WHAT IS REQUIRED: Restate exactly, and only, the lines from the one containing "for name in" through the end of the entries, keeping both endpoints.

GIVEN INFORMATION:
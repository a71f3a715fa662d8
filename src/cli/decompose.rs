//! Decompose command implementation

use std::path::{Path, PathBuf};
use std::process::ExitCode;

use super::{EXIT_ERROR, EXIT_SUCCESS};
use crate::atlas::{decompose_atlas, CoordinateMap, DecomposeOptions, DefaultLayout};

/// Default output directory: a sibling of the atlas named after its stem.
fn default_out_dir(atlas: &Path) -> PathBuf {
    let stem = atlas.file_stem().and_then(|s| s.to_str()).unwrap_or("atlas");
    atlas.with_file_name(stem)
}

/// Run the decompose command
pub fn run_decompose(
    atlas: &Path,
    map_path: Option<&Path>,
    out: Option<&Path>,
    detect_only: bool,
    force: bool,
) -> ExitCode {
    let map = match map_path {
        Some(path) => match CoordinateMap::load(path) {
            Ok(map) => map,
            Err(e) => {
                eprintln!("Error: {}", e);
                return ExitCode::from(EXIT_ERROR);
            }
        },
        None => DefaultLayout::for_atlas_file(atlas).map(),
    };

    let out_dir = out.map(Path::to_path_buf).unwrap_or_else(|| default_out_dir(atlas));
    let options = DecomposeOptions { force, detect_only };

    let report = match decompose_atlas(atlas, &map, &out_dir, options) {
        Ok(report) => report,
        Err(e) => {
            eprintln!("Error: {}", e);
            return ExitCode::from(EXIT_ERROR);
        }
    };

    let grid = report.detection;
    println!(
        "{}: {}x{} px, {}x{} cells of {}px (scale {}x)",
        atlas.display(),
        grid.width,
        grid.height,
        grid.cols,
        grid.rows,
        grid.cell_size,
        grid.scale(&map)
    );
    if detect_only {
        return ExitCode::from(EXIT_SUCCESS);
    }

    println!("Wrote {} image(s) to {}", report.written.len(), out_dir.display());
    if !report.existing.is_empty() {
        println!("Kept {} existing image(s) (use --force to overwrite)", report.existing.len());
    }
    for key in &report.out_of_bounds {
        eprintln!("Warning: cell '{}' is outside the grid", key);
    }
    for name in &report.unsafe_names {
        eprintln!("Warning: name '{}' is not a plain file name, not written", name);
    }
    ExitCode::from(EXIT_SUCCESS)
}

OUTPUT FOR THIS EXERCISE:
    for name in &report.unsafe_names {
        eprintln!("Warning: name '{}' is not a plain file name, not written", name);
    }
    ExitCode::from(EXIT_SUCCESS)
}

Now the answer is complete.